Back to Clickhouse

LIMIT BY Clause

docs/en/sql-reference/statements/select/limit-by.md

26.4.1.1-new4.7 KB
Original Source

LIMIT BY Clause

A query with the LIMIT n BY expressions clause selects the first n rows for each distinct value of expressions. The key for LIMIT BY can contain any number of expressions.
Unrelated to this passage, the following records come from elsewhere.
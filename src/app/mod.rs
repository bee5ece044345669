//! Application-level modules: centralized state and the coordinators that
//! act on it.

mod app_state;
mod settings_coordinator;
mod table_coordinator;
mod table_events;
mod theme_coordinator;

pub use app_state::AppState;
pub use settings_coordinator::SettingsCoordinator;
pub use table_coordinator::TableCoordinator;
pub use table_events::{TableEvent, TableEvents};
pub use theme_coordinator::ThemeCoordinator;
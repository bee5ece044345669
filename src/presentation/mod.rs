//! Presentation layer: themes and cell styling.

pub mod status_badge;
pub mod theme;
//! JSON dataset documents.
//!
//! A document bundles the tree with its column declarations. A bare JSON
//! array of nodes is accepted as well; its columns are inferred. Paths ending
//! in `.br` are Brotli-compressed.

use brotli::enc::BrotliEncoderParams;
use brotli::{CompressorWriter, Decompressor};
use crate::column::{infer_column_specs, Column, ColumnSpec};
use crate::error::Result;
use crate::node::Node;
use serde::{Deserialize, Serialize};
use serde_json::Value;
use std::fs::File;
use std::io::{BufReader, BufWriter, Read, Write};
use std::path::Path;

#[derive(Debug, Clone, Default, PartialEq, Serialize, Deserialize)]
pub struct DatasetDocument {
    #[serde(default, skip_serializing_if = "Vec::is_empty")]
    pub columns: Vec<ColumnSpec>,
    pub data: Vec<Node>,
    #[serde(default, skip_serializing_if = "Vec::is_empty")]
    pub searchable_columns: Vec<String>,
}

impl DatasetDocument {
    pub fn new(columns: Vec<ColumnSpec>, data: Vec<Node>) -> Self {
        Self {
            columns,
            data,
            searchable_columns: Vec::new(),
        }
    }

    pub fn from_json(json: &str) -> Result<Self> {
        Self::from_value(serde_json::from_str(json)?)
    }

    pub fn from_reader<R: Read>(reader: R) -> Result<Self> {
        Self::from_value(serde_json::from_reader(reader)?)
    }

    /// Accepts either a full document object or a bare array of nodes.
    pub fn from_value(value: Value) -> Result<Self> {
        if value.is_array() {
            Ok(DatasetDocument {
                data: serde_json::from_value(value)?,
                ..Default::default()
            })
        } else {
            Ok(serde_json::from_value(value)?)
        }
    }

    pub fn load(path: &Path) -> Result<Self> {
        let file = File::open(path)?;
        let doc = if is_compressed(path) {
            Self::from_reader(BufReader::new(Decompressor::new(file, 4096)))?
        } else {
            Self::from_reader(BufReader::new(file))?
        };
        log::info!("loaded {} top-level rows from {}", doc.data.len(), path.display());
        Ok(doc)
    }

    pub fn save(&self, path: &Path) -> Result<()> {
        let file = BufWriter::new(File::create(path)?);
        if is_compressed(path) {
            let params = BrotliEncoderParams {
                quality: 6,
                lgwin: 22,
                ..Default::default()
            };
            let mut writer = CompressorWriter::with_params(file, 4096, &params);
            serde_json::to_writer(&mut writer, self)?;
            writer.flush()?;
            writer.into_inner().flush()?;
        } else {
            let mut writer = file;
            serde_json::to_writer_pretty(&mut writer, self)?;
            writer.flush()?;
        }
        log::debug!("saved {} top-level rows to {}", self.data.len(), path.display());
        Ok(())
    }

    /// Declared column specs, or specs inferred from the top-level rows when
    /// none are declared.
    pub fn column_specs(&self) -> Vec<ColumnSpec> {
        if self.columns.is_empty() {
            infer_column_specs(&self.data)
        } else {
            self.columns.clone()
        }
    }

    /// Columns without host renderers.
    pub fn columns(&self) -> Vec<Column> {
        self.column_specs().into_iter().map(ColumnSpec::into_column).collect()
    }
}

fn is_compressed(path: &Path) -> bool {
    path.extension().is_some_and(|ext| ext == "br")
}
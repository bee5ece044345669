//! Human-readable number formatting.

use sysinfo::{Pid, ProcessRefreshKind, RefreshKind, System};

/// Formats a count with thousands separators.
///
/// # Examples
/// ```ignore
/// assert_eq!(format_count(1234567), "1,234,567");
/// ```
pub fn format_count(count: usize) -> String {
    let digits = count.to_string();
    let mut result = String::with_capacity(digits.len() + digits.len() / 3);
    for (i, ch) in digits.chars().enumerate() {
        if i > 0 && (digits.len() - i) % 3 == 0 {
            result.push(',');
        }
        result.push(ch);
    }
    result
}

/// Resident memory of this process in megabytes, 0.0 when unavailable.
pub fn get_current_memory_mb() -> f64 {
    let mut sys = System::new_with_specifics(
        RefreshKind::new().with_processes(ProcessRefreshKind::new().with_memory()),
    );
    sys.refresh_processes_specifics(ProcessRefreshKind::new().with_memory());

    sys.process(Pid::from_u32(std::process::id()))
        .map(|process| process.memory() as f64 / (1024.0 * 1024.0))
        .unwrap_or(0.0)
}

pub fn format_memory_mb(memory_mb: f64) -> String {
    if memory_mb > 1024.0 {
        format!("Memory: {:.2} GB", memory_mb / 1024.0)
    } else {
        format!("Memory: {:.1} MB", memory_mb)
    }
}

#[cfg(test)]
mod tests {
    use super::*;

    #[test]
    fn test_format_count() {
        assert_eq!(format_count(0), "0");
        assert_eq!(format_count(999), "999");
        assert_eq!(format_count(1000), "1,000");
        assert_eq!(format_count(1234567), "1,234,567");
    }

    #[test]
    fn test_format_memory() {
        assert_eq!(format_memory_mb(512.5), "Memory: 512.5 MB");
        assert_eq!(format_memory_mb(2048.0), "Memory: 2.00 GB");
    }
}
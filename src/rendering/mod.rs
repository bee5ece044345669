//! Low-level painting for table rows and cells.

pub mod row_renderer;
pub mod text_utils;
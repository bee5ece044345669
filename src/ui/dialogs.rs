//! Modal confirmation windows.

use crate::presentation::theme::ThemeColors;
use egui::RichText;
use mltable::DeleteRequest;

pub enum DialogInteraction {
    DeleteConfirmed,
    DeleteCancelled,
}

/// Shows the delete confirmation for `request`.
pub fn render_delete_dialog(
    ctx: &egui::Context,
    request: &DeleteRequest,
    colors: &ThemeColors,
) -> Option<DialogInteraction> {
    let mut interaction = None;
    let title = match request {
        DeleteRequest::Single { .. } => "Delete item",
        DeleteRequest::Bulk { .. } => "Delete selected items",
    };

    egui::Window::new(title)
        .collapsible(false)
        .resizable(false)
        .anchor(egui::Align2::CENTER_CENTER, egui::vec2(0.0, 0.0))
        .show(ctx, |ui| {
            ui.label(request.prompt());
            ui.label(RichText::new("Nested rows are removed with their parent.").weak());
            ui.add_space(8.0);
            ui.horizontal(|ui| {
                if ui.button("Cancel").clicked() {
                    interaction = Some(DialogInteraction::DeleteCancelled);
                }
                let delete = egui::Button::new(RichText::new("Delete").color(egui::Color32::WHITE))
                    .fill(colors.danger);
                if ui.add(delete).clicked() {
                    interaction = Some(DialogInteraction::DeleteConfirmed);
                }
            });
        });

    if ctx.input(|i| i.key_pressed(egui::Key::Escape)) {
        interaction = Some(DialogInteraction::DeleteCancelled);
    }

    interaction
}
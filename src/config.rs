//! Table configuration.
//!
//! Optional capabilities are gated here instead of through separate table
//! variants. The struct is serde-friendly so hosts can keep it in JSON next
//! to the dataset.

use serde::{Deserialize, Serialize};

/// Page sizes offered when the configuration does not list its own.
pub const DEFAULT_PAGE_SIZE_OPTIONS: [usize; 5] = [5, 10, 20, 50, 100];

pub const DEFAULT_PAGE_SIZE: usize = 10;

pub const DEFAULT_MAX_DEPTH: usize = 64;

/// What to do when a node id repeats on its own ancestor path while rows are
/// being emitted.
#[derive(Debug, Clone, Copy, PartialEq, Eq, Default, Serialize, Deserialize)]
#[serde(rename_all = "snake_case")]
pub enum CyclePolicy {
    /// Skip the offending branch and log a warning.
    #[default]
    Truncate,
    /// Abort the render pass with an error.
    Error,
}

/// Which top-level ids "select all" covers.
#[derive(Debug, Clone, Copy, PartialEq, Eq, Default, Serialize, Deserialize)]
#[serde(rename_all = "snake_case")]
pub enum SelectAllScope {
    /// Every top-level node that passes search and filter.
    #[default]
    Filtered,
    /// Only the top-level nodes on the current page.
    Page,
}

#[derive(Debug, Clone, PartialEq, Serialize, Deserialize)]
#[serde(default)]
pub struct TableConfig {
    pub sortable: bool,
    pub selectable: bool,
    pub page_size: usize,
    pub page_size_options: Vec<usize>,
    /// Keys searched by free-text search. Empty means every declared column.
    pub searchable_columns: Vec<String>,
    /// Whether the header click cycle passes through "no sort".
    pub allow_clear_sort: bool,
    pub max_depth: usize,
    pub cycle_policy: CyclePolicy,
    pub select_all_scope: SelectAllScope,
}

impl Default for TableConfig {
    fn default() -> Self {
        Self {
            sortable: true,
            selectable: true,
            page_size: DEFAULT_PAGE_SIZE,
            page_size_options: DEFAULT_PAGE_SIZE_OPTIONS.to_vec(),
            searchable_columns: Vec::new(),
            allow_clear_sort: true,
            max_depth: DEFAULT_MAX_DEPTH,
            cycle_policy: CyclePolicy::Truncate,
            select_all_scope: SelectAllScope::Filtered,
        }
    }
}

impl TableConfig {
    /// Parses a configuration from JSON, filling missing fields with defaults.
    pub fn from_json(json: &str) -> crate::Result<Self> {
        Ok(serde_json::from_str(json)?)
    }

    /// Sorted, deduplicated, non-zero page size options. Falls back to the
    /// defaults when the configured list has no usable entry.
    pub fn normalized_page_size_options(&self) -> Vec<usize> {
        let mut options: Vec<usize> = self
            .page_size_options
            .iter()
            .copied()
            .filter(|&size| size > 0)
            .collect();
        options.sort_unstable();
        options.dedup();
        if options.is_empty() {
            DEFAULT_PAGE_SIZE_OPTIONS.to_vec()
        } else {
            options
        }
    }
}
ClickHouse supports the following syntax variants:

  • LIMIT [offset_value, ]n BY expressions
  • LIMIT n OFFSET offset_value BY expressions

During query processing, ClickHouse selects data ordered by sorting key. The sorting key is set explicitly using an ORDER BY clause or implicitly as a property of the table engine (row order is only guaranteed when using ORDER BY, otherwise the row blocks will not be ordered due to multi-threading). Then ClickHouse applies LIMIT n BY expressions and returns the first n rows for each distinct combination of expressions. If OFFSET is specified, then for each data block that belongs to a distinct combination of expressions, ClickHouse skips offset_value number of rows from the beginning of the block and returns a maximum of n rows as a result. If offset_value is bigger than the number of rows in the data block, ClickHouse returns zero rows from the block.

:::note
LIMIT BY is not related to LIMIT. They can both be used in the same query. :::

If you want to use column numbers instead of column names in the LIMIT BY clause, enable the setting enable_positional_arguments.

Examples {#examples}

Sample table:

sql
CREATE TABLE limit_by(id Int, val Int) ENGINE = Memory;
INSERT INTO limit_by VALUES (1, 10), (1, 11), (1, 12), (2, 20), (2, 21);

Queries:

sql
SELECT * FROM limit_by ORDER BY id, val LIMIT 2 BY id
text
┌─id─┬─val─┐
│  1 │  10 │
│  1 │  11 │
│  2 │  20 │
│  2 │  21 │
└────┴─────┘
sql
SELECT * FROM limit_by ORDER BY id, val LIMIT 1, 2 BY id
text
┌─id─┬─val─┐
│  1 │  11 │
│  1 │  12 │
│  2 │  21 │
└────┴─────┘

The SELECT * FROM limit_by ORDER BY id, val LIMIT 2 OFFSET 1 BY id query returns the same result.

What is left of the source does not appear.